[Data extracted from a collection]

"""

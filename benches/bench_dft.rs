use criterion::{criterion_group, criterion_main, BenchmarkId, Criterion};
use std::hint::black_box;

use kodft::dft::{forward, inverse};
use kodft::projection::{project, reconstruct};
use kodft::Basis;

fn signal(n: usize) -> Vec<f64> {
    (0..n).map(|i| (i as f64 * 0.37).sin()).collect()
}

fn bench_dft(c: &mut Criterion) {
    let mut group = c.benchmark_group("dft");
    for &n in &[16usize, 64, 256, 1024] {
        let x = signal(n);
        let coeffs = forward(&x);
        group.bench_with_input(BenchmarkId::new("forward", n), &x, |b, x| {
            b.iter(|| forward(black_box(x)))
        });
        group.bench_with_input(BenchmarkId::new("inverse", n), &coeffs, |b, c| {
            b.iter(|| inverse(black_box(c)))
        });
    }
    group.finish();
}

fn bench_projection(c: &mut Criterion) {
    let mut group = c.benchmark_group("projection");
    for &n in &[8usize, 32, 64] {
        let x = signal(n);
        for basis in Basis::ALL {
            let amps = project(&x, basis);
            group.bench_with_input(
                BenchmarkId::new(format!("project/{basis}"), n),
                &x,
                |b, x| b.iter(|| project(black_box(x), basis)),
            );
            group.bench_with_input(
                BenchmarkId::new(format!("reconstruct/{basis}"), n),
                &amps,
                |b, a| b.iter(|| reconstruct(black_box(a), basis)),
            );
        }
    }
    group.finish();
}

criterion_group!(benches, bench_dft, bench_projection);
criterion_main!(benches);
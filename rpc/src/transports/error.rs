//! Contains the conversions from the errors of the current transports.
use std::{io, net::AddrParseError};

use super::TransportError;

impl From<io::Error> for TransportError {
    fn from(value: io::Error) -> Self {
        TransportError::Internal(Box::new(value))
    }
}

impl From<AddrParseError> for TransportError {
    fn from(value: AddrParseError) -> Self {
        TransportError::Internal(Box::new(value))
    }
}

#[cfg(feature = "websockets")]
impl From<tokio_tungstenite::tungstenite::Error> for TransportError {
    fn from(value: tokio_tungstenite::tungstenite::Error) -> Self {
        use tokio_tungstenite::tungstenite::Error::*;

        match value {
            ConnectionClosed | AlreadyClosed => TransportError::Closed,
            other => TransportError::Internal(Box::new(other)),
        }
    }
}
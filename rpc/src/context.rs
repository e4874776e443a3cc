//! Cancellation signal shared between the caller and a listener.
//!
//! A [`Context`] carries an optional deadline and a cancel trigger backed by a [`CancellationToken`]. Children
//! created with [`Context::with_cancel`], [`Context::with_deadline`] or [`Context::with_timeout`] are cancelled
//! together with their parent and never outlive the parent's deadline.
//!
//! ```
//! # #[tokio::main(flavor = "current_thread")]
//! # async fn main() {
//! use std::time::Duration;
//! use rpchan::context::{Context, ContextError};
//!
//! let (ctx, cancel) = Context::background().with_timeout(Duration::from_secs(10));
//! assert!(ctx.err().is_none());
//! cancel.cancel();
//! ctx.done().await;
//! assert_eq!(ctx.err(), Some(ContextError::Canceled));
//! # }
//! ```
use std::{
    sync::{Arc, OnceLock},
    time::Duration,
};

use tokio::{
    select,
    time::{sleep_until, Instant},
};
use tokio_util::sync::CancellationToken;

/// Why a [`Context`] is done
#[derive(Debug, Clone, Copy, PartialEq, Eq, thiserror::Error)]
pub enum ContextError {
    /// [`CancelHandle::cancel`] was called on this context or one of its parents
    #[error("context canceled")]
    Canceled,
    /// The deadline of this context or one of its parents elapsed
    #[error("context deadline exceeded")]
    DeadlineExceeded,
}

struct ContextInner {
    token: CancellationToken,
    deadline: Option<Instant>,
    /// First recorded cause wins, the context is never un-cancelled
    cause: OnceLock<ContextError>,
    parent: Option<Context>,
}

/// Cheaply clonable cancellation signal, safe to observe from any number of concurrent waiters
#[derive(Clone)]
pub struct Context {
    inner: Arc<ContextInner>,
}

impl std::fmt::Debug for Context {
    fn fmt(&self, f: &mut std::fmt::Formatter<'_>) -> std::fmt::Result {
        f.debug_struct("Context")
            .field("deadline", &self.inner.deadline)
            .field("err", &self.err())
            .finish()
    }
}

impl Default for Context {
    fn default() -> Self {
        Self::background()
    }
}

impl Context {
    /// A context that is never done
    pub fn background() -> Self {
        Self {
            inner: Arc::new(ContextInner {
                token: CancellationToken::new(),
                deadline: None,
                cause: OnceLock::new(),
                parent: None,
            }),
        }
    }

    fn child(&self, deadline: Option<Instant>) -> (Context, CancelHandle) {
        let deadline = match (self.inner.deadline, deadline) {
            (Some(parent), Some(own)) => Some(parent.min(own)),
            (parent, own) => parent.or(own),
        };
        let ctx = Context {
            inner: Arc::new(ContextInner {
                token: self.inner.token.child_token(),
                deadline,
                cause: OnceLock::new(),
                parent: Some(self.clone()),
            }),
        };
        let handle = CancelHandle { ctx: ctx.clone() };
        (ctx, handle)
    }

    /// Child context that can be cancelled through the returned [`CancelHandle`]
    pub fn with_cancel(&self) -> (Context, CancelHandle) {
        self.child(None)
    }

    /// Child context that is done once `deadline` is reached, or earlier if the parent deadline comes first
    pub fn with_deadline(&self, deadline: Instant) -> (Context, CancelHandle) {
        self.child(Some(deadline))
    }

    /// Same as [`with_deadline`](#method.with_deadline) with a deadline `timeout` from now
    ///
    /// A timeout too large to be represented as an instant adds no deadline of its own, the parent's one still applies.
    pub fn with_timeout(&self, timeout: Duration) -> (Context, CancelHandle) {
        self.child(Instant::now().checked_add(timeout))
    }

    pub fn deadline(&self) -> Option<Instant> {
        self.inner.deadline
    }

    /// The underlying token, cancelled once this context is done
    pub fn token(&self) -> &CancellationToken {
        &self.inner.token
    }

    fn cancel_with(&self, cause: ContextError) {
        let _ = self.inner.cause.set(cause);
        self.inner.token.cancel();
    }

    /// `None` while the context is live, otherwise the reason it is done
    ///
    /// Checking the error also fires an elapsed deadline, so a context whose deadline passed is reported as done
    /// even if nobody is waiting on [`done`](#method.done).
    pub fn err(&self) -> Option<ContextError> {
        if let Some(cause) = self.inner.cause.get() {
            return Some(*cause);
        }
        if let Some(cause) = self.inner.parent.as_ref().and_then(Context::err) {
            self.cancel_with(cause);
            return self.inner.cause.get().copied();
        }
        if let Some(deadline) = self.inner.deadline {
            if Instant::now() >= deadline {
                self.cancel_with(ContextError::DeadlineExceeded);
                return self.inner.cause.get().copied();
            }
        }
        None
    }

    pub fn is_done(&self) -> bool {
        self.err().is_some()
    }

    /// Completes once the context is cancelled or its deadline elapsed
    ///
    /// Cancel safe: dropping the future before completion has no effect on the context.
    pub async fn done(&self) {
        if self.err().is_some() {
            return;
        }
        match self.inner.deadline {
            Some(deadline) => {
                select! {
                    _ = self.inner.token.cancelled() => {},
                    _ = sleep_until(deadline) => {
                        self.cancel_with(ContextError::DeadlineExceeded);
                    }
                }
            }
            None => self.inner.token.cancelled().await,
        }
        // records the parent's cause when the cancellation came through the token hierarchy
        let _ = self.err();
    }
}

/// Cancels the [`Context`] it was created with, and every child of it
///
/// Dropping the handle does not cancel anything, so `let (ctx, _) = parent.with_timeout(..)` keeps the context alive
/// until its deadline.
#[derive(Clone, Debug)]
pub struct CancelHandle {
    ctx: Context,
}

impl CancelHandle {
    /// Idempotent, the first cause recorded on the context is kept
    pub fn cancel(&self) {
        self.ctx.cancel_with(ContextError::Canceled);
    }
}
//! MemoryTransport connects both halves of a stream running on the same process.
//!
//! The most common use case is for testing. It uses [`async_channel`] internally
use std::sync::atomic::{AtomicBool, Ordering};

use super::{Transport, TransportError, TransportEvent};
use async_channel::{bounded, Receiver, Sender};
use async_trait::async_trait;
use log::debug;

/// Using channels for the communication between a consuming [`StreamProtocol`](crate::stream_protocol::StreamProtocol)
/// and a producing [`StreamPublisher`](crate::stream_protocol::StreamPublisher) running on the same process.
pub struct MemoryTransport {
    /// The sender half of an [`async_channel::bounded`] channel
    ///
    /// One end stores the sender half of the channel which the other end stores the receiver half and viceversa
    sender: Sender<Vec<u8>>,
    /// The receiver half of an [`async_channel::bounded`] channel
    receiver: Receiver<Vec<u8>>,
    /// Cleared once [`Transport::close`] is called or the other end is gone
    connected: AtomicBool,
}

impl MemoryTransport {
    fn new(sender: Sender<Vec<u8>>, receiver: Receiver<Vec<u8>>) -> Self {
        Self {
            sender,
            receiver,
            connected: AtomicBool::new(true),
        }
    }

    /// It creates two [`MemoryTransport`]s for the both ends using [`async_channel::bounded`]
    ///
    /// The first element in the tuple is the transport for the consuming end and the second one for the producing end
    pub fn create() -> (Self, Self) {
        Self::with_capacity(32)
    }

    /// Same as [`create`](#method.create) but with a custom amount of in-flight frames per direction
    pub fn with_capacity(capacity: usize) -> (Self, Self) {
        let (client_sender, server_receiver) = bounded::<Vec<u8>>(capacity.max(1));
        let (server_sender, client_receiver) = bounded::<Vec<u8>>(capacity.max(1));

        let client = Self::new(client_sender, client_receiver);
        let server = Self::new(server_sender, server_receiver);

        (client, server)
    }
}

#[async_trait]
impl Transport for MemoryTransport {
    async fn receive(&self) -> Result<TransportEvent, TransportError> {
        match self.receiver.recv().await {
            Ok(message) => Ok(TransportEvent::Message(message)),
            Err(_) => {
                debug!("> MemoryTransport > the other end is gone");
                self.close().await;
                Err(TransportError::Closed)
            }
        }
    }

    async fn send(&self, message: Vec<u8>) -> Result<(), TransportError> {
        match self.sender.send(message).await {
            Ok(_) => Ok(()),
            Err(_) => Err(TransportError::Closed),
        }
    }

    async fn close(&self) {
        self.connected.store(false, Ordering::SeqCst);
        self.receiver.close();
        self.sender.close();
    }

    fn is_connected(&self) -> bool {
        self.connected.load(Ordering::SeqCst)
    }
}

"""

Would you copy all lines in the records where the string "created" appears?

Task solution -
//! created with [`Context::with_cancel`], [`Context::with_deadline`] or [`Context::with_timeout`] are cancelled
/// Cancels the [`Context`] it was created with, and every child of it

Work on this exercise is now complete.